Orte können auf uns in unserer Entwicklung genauso einwirken wie jegliches anderes Merkmal. Spirituell gesehen haben verschiedene Orte auf jeden eine andere Ausstrahlung. Das Jerusalem Syndrom behandelt genau diese Art von Gefühlen. Die Gefühle, die entstehen sollte uns eine Stadt so einnehmen, dass wir uns selbst erst einmal wiederfinden müssen.
Wie auch Eva aus der Rippe des Mannes geschaffen wurde, findet sich innerhalb dieser Kollektion der schwarze Mantel, der traditionell von chassidischen Männern getragen wird, auch bei der Frau wieder. Inspiriert durch die Zwangsjacken einer psychotherapeutischen Klinik sind Taschen unter einer Klappe versteckt, die unsere Hände vom Handeln abhalten sollen. Sie erinnern außerdem an die vor Diebstahl schützenden Hände der Menschen beim Einkaufen auf dem Schuck – dem Markt.
Über asymmetrisch lange und kurze Hemden, Blusen, Hosen und Jacken legen sich aufwändig bestickte Bustiers, deren Muster an armenischen Kacheln erinnern, welche in Jerusalem nicht wenig aufzufinden sind. Teils werden Elemente wiederholt auf ein Kleidungsstück aufgesetzt und so entsteht Verwirrung: wo ist der Verschluss, wo ist der Eingang und wie lang sind Arme und Beine wirklich?

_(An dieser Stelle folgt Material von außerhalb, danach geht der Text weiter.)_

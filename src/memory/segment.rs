//! Memory segment trait and types.

/// Where the memory backing a segment lives.
#[derive(Debug, Clone, Copy, PartialEq, Eq, Hash, PartialOrd, Ord)]
pub enum MemoryType {
    /// Bulk system memory holding full frames.
    System,
    /// Fast local memory carved into banks for tile buffers.
    Local,
}

impl MemoryType {
    /// Is this memory suitable for backing a memory bank?
    #[inline]
    pub fn is_bank_memory(&self) -> bool {
        matches!(self, MemoryType::Local)
    }
}

/// Trait for memory segment backends.
///
/// A memory segment represents a contiguous region of memory the transfer
/// engine reads from or writes into: a frame buffer in system memory, or a
/// local memory bank subdivided by a pool allocator.
///
/// # Safety
///
/// Implementations must ensure that:
/// - Pointers remain valid for the lifetime of the segment
/// - Thread-safety requirements are met (Send + Sync)
/// - The address range `[as_ptr(), as_ptr() + len())` does not move
pub trait MemorySegment: Send + Sync {
    /// Get a raw pointer to the start of this segment.
    fn as_ptr(&self) -> *const u8;

    /// Get a mutable pointer to the start of this segment.
    ///
    /// Returns `None` if the segment is read-only.
    fn as_mut_ptr(&self) -> Option<*mut u8>;

    /// Total size of the segment in bytes.
    fn len(&self) -> usize;

    /// Returns true if the segment has zero length.
    fn is_empty(&self) -> bool {
        self.len() == 0
    }

    /// The type of memory backing this segment.
    fn memory_type(&self) -> MemoryType;

    /// Get the segment as a byte slice.
    ///
    /// # Safety
    ///
    /// The caller must ensure no mutable references exist to this memory and
    /// that no transfer is writing into it.
    unsafe fn as_slice(&self) -> &[u8] {
        // SAFETY: Caller guarantees no concurrent writers.
        unsafe { std::slice::from_raw_parts(self.as_ptr(), self.len()) }
    }

    /// Get the segment as a mutable byte slice.
    ///
    /// # Safety
    ///
    /// The caller must ensure exclusive access to this memory, including
    /// against in-flight transfers reading from or writing into it.
    #[allow(clippy::mut_from_ref)]
    unsafe fn as_mut_slice(&self) -> Option<&mut [u8]> {
        // SAFETY: Caller guarantees exclusive access.
        self.as_mut_ptr()
            .map(|ptr| unsafe { std::slice::from_raw_parts_mut(ptr, self.len()) })
    }
}

impl dyn MemorySegment {
    /// Check whether `addr` falls inside this segment.
    pub fn contains_addr(&self, addr: usize) -> bool {
        let base = self.as_ptr() as usize;
        addr >= base && addr - base < self.len()
    }
}
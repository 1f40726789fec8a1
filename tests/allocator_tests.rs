//! Integration tests for the bank allocator.
//!
//! Covers the pool life cycle through the public API, routing across
//! several banks, and property tests for the layout invariants.

use proptest::prelude::*;
use std::sync::Arc;
use tiledma::memory::{
    AllocError, BankSelector, HeapSegment, MemoryBanks, MemorySegment, PoolAllocator, PoolConfig,
};
use tiledma::{Error, ErrorKind, ManagerConfig, TileManager};
use tiledma::dma::{Completion, SoftTransfer};

// ============================================================================
// Pool Life Cycle
// ============================================================================

/// Allocate, free, realign, drain, then claim the whole pool again.
#[test]
fn test_pool_round_trip_reclaims_whole_pool() {
    let segment = HeapSegment::local(1024).unwrap();
    let base = segment.as_ptr() as usize;
    let mut pool = PoolAllocator::new(base, 1024, PoolConfig::default()).unwrap();

    let a = pool.alloc(300, 1).unwrap();
    let b = pool.alloc(300, 1).unwrap();
    assert_eq!(a, base);
    assert_eq!(b, base + 300);

    assert!(pool.free(a));
    let c = pool.alloc(200, 64).unwrap();
    assert_eq!(c % 64, 0);

    assert!(pool.free(b));
    assert!(pool.free(c));
    assert_eq!(pool.free_blocks().collect::<Vec<_>>(), vec![(base, 1024)]);

    // Descriptors live outside the pool, so nothing is lost to headers.
    let whole = pool.alloc(1024, 1).unwrap();
    assert_eq!(whole, base);
    assert_eq!(pool.stats().free_bytes, 0);
}

/// Unknown and null addresses are ignored.
#[test]
fn test_pool_free_is_permissive() {
    let mut pool = PoolAllocator::new(0x10_000, 4096, PoolConfig::default()).unwrap();
    let a = pool.alloc(128, 16).unwrap();
    let before = pool.stats();

    assert!(!pool.free(0));
    assert!(!pool.free(a + 1));
    assert!(!pool.free(0x90_000));
    assert_eq!(pool.stats(), before);
}

/// A split that needs a descriptor fails cleanly once the table is full.
#[test]
fn test_pool_metadata_exhaustion() {
    let config = PoolConfig {
        descriptors: 3,
        min_split: 0,
    };
    let mut pool = PoolAllocator::new(0x1000, 1024, config).unwrap();
    pool.alloc(100, 1).unwrap();
    pool.alloc(100, 1).unwrap();
    let before = pool.stats();

    assert_eq!(pool.alloc(100, 1), Err(AllocError::DescriptorsExhausted));
    assert_eq!(pool.stats(), before);
    // The last free block can still be taken whole.
    assert!(pool.alloc(824, 1).is_ok());
}

// ============================================================================
// Memory Banks
// ============================================================================

fn banks(sizes: &[usize]) -> MemoryBanks {
    let segments = sizes
        .iter()
        .map(|&s| Arc::new(HeapSegment::local(s).unwrap()) as Arc<dyn MemorySegment>)
        .collect();
    MemoryBanks::new(segments, PoolConfig::default()).unwrap()
}

/// `Any` falls through to the next bank once the first is full.
#[test]
fn test_banks_any_falls_through() {
    let mut banks = banks(&[512, 2048]);
    let first = banks.allocate(400, BankSelector::Any, 64).unwrap();
    assert_eq!(first.bank(), Some(0));

    let second = banks.allocate(400, BankSelector::Any, 64).unwrap();
    assert_eq!(second.bank(), Some(1));

    let pinned = banks.allocate(64, BankSelector::Index(1), 64).unwrap();
    assert_eq!(pinned.bank(), Some(1));

    assert!(matches!(
        banks.allocate(4096, BankSelector::Any, 64),
        Err(Error::AllocationFailed(AllocError::OutOfMemory { .. }))
    ));
    assert!(matches!(
        banks.allocate(16, BankSelector::Index(2), 64),
        Err(Error::BadArgument(_))
    ));
}

/// Frees route by address; foreign pointers are rejected.
#[test]
fn test_banks_free_routing() {
    let mut banks = banks(&[1024, 1024]);
    let a = banks.allocate(256, BankSelector::Index(1), 8).unwrap();
    assert_eq!(banks.stats(1).unwrap().live_allocations, 1);

    banks.free(a.as_ptr()).unwrap();
    assert_eq!(banks.stats(1).unwrap().live_allocations, 0);

    let outside = [0u8; 4];
    assert!(matches!(banks.free(outside.as_ptr()), Err(Error::BadArgument(_))));
    assert_eq!(banks.free(std::ptr::null()), Err(Error::NullBuffer));
}

/// Manager buffer operations record their outcome.
#[test]
fn test_manager_buffer_errors() {
    let mut tm = TileManager::new(SoftTransfer::new(Completion::Immediate), ManagerConfig::default()).unwrap();
    assert_eq!(tm.allocate_buffer(64, BankSelector::Any, 8), Err(Error::NullManager));
    assert_eq!(tm.last_error(), ErrorKind::NullManager);

    let config = ManagerConfig::default().with_heap_bank(1024).with_heap_bank(1024);
    let mut tm = TileManager::new(SoftTransfer::new(Completion::Immediate), config).unwrap();
    assert_eq!(tm.bank_count(), 2);

    let buf = tm.allocate_buffer(512, BankSelector::Index(1), 64).unwrap();
    assert_eq!(tm.last_error(), ErrorKind::Success);
    assert!(tm.allocate_buffer(100, BankSelector::Any, 3).is_err());
    assert_eq!(tm.last_error(), ErrorKind::BadArgument);

    tm.free_buffer(buf.as_ptr()).unwrap();
    assert_eq!(tm.free_buffer(std::ptr::null()), Err(Error::NullBuffer));
    assert_eq!(tm.last_error(), ErrorKind::NullBuffer);

    tm.allocate_buffer(900, BankSelector::Index(0), 8).unwrap();
    tm.free_all_buffers().unwrap();
    assert_eq!(tm.bank_stats(0).unwrap().free_bytes, 1024);
}

// ============================================================================
// Properties
// ============================================================================

proptest! {
    /// Live allocations never overlap, honour their alignment and stay in
    /// the pool; freeing them all leaves a single block.
    #[test]
    fn prop_pool_layout(
        requests in prop::collection::vec((1usize..300, 0u32..7), 1..40),
        free_mask in prop::collection::vec(any::<bool>(), 40),
    ) {
        let base = 0x4000;
        let size = 8192;
        let mut pool = PoolAllocator::new(base, size, PoolConfig::default()).unwrap();
        let mut live: Vec<(usize, usize)> = Vec::new();

        for (i, &(len, shift)) in requests.iter().enumerate() {
            let align = 1usize << shift;
            if let Ok(addr) = pool.alloc(len, align) {
                prop_assert_eq!(addr % align, 0);
                prop_assert!(addr >= base && addr + len <= base + size);
                for &(other, other_len) in &live {
                    prop_assert!(addr + len <= other || other + other_len <= addr);
                }
                live.push((addr, len));
            }
            if free_mask[i] && !live.is_empty() {
                let (addr, _) = live.remove(i % live.len());
                prop_assert!(pool.free(addr));
            }
        }

        for (addr, _) in live.drain(..) {
            prop_assert!(pool.free(addr));
        }
        prop_assert_eq!(pool.free_blocks().collect::<Vec<_>>(), vec![(base, size)]);
        prop_assert_eq!(pool.descriptors_in_use(), 1);
        prop_assert_eq!(pool.stats().free_bytes, size);
    }
}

Die Pelzpartien sind nicht unauffälliger als die großen Pelzhüte die so manch einer in der Stadt bei Wind und Sonne trägt, einfach als Zeichen dafür, sich so etwas leisten zu können oder eben als Statussymbol der Chassidim. Große Ohrringe hängen uns von den Ohren und erinnern ein wenig an den aufwendigen Schmuck jemenitischer Bräute. Taschen in quadratischer Form ähneln den Gebetsboxen und Riemen, die sich fromme Männer morgens an der Kotel – Klagemauer um Arm und Kopf binden, den Tefilin.
Wie bei einer Metamorphose wirken Hosen und Oberteile von weitem wie lang gezogen. Das Hemd zieht sich über das Gesicht und die Hose über den Schuh.
Jeder Faden dieses Konzepts wurde vom Versuch geleitet, den menschlichen Körper in meine Eindrücke von Jerusalem zu kleiden, ihn mit dieser einmaligen Aura, dem Wahnsinn des Jerusalem Syndroms zu umgeben. Jedes Kleidungsstück gleicht einem Symptom der Veränderung, die eine Stadt in uns auslösen kann. Wenn auch ihr Ursprung in Jerusalem liegt, so mag die Wirkung der Kleidung für jeden Menschen nur an seinem Ort eine relevante Wirkung entfalten.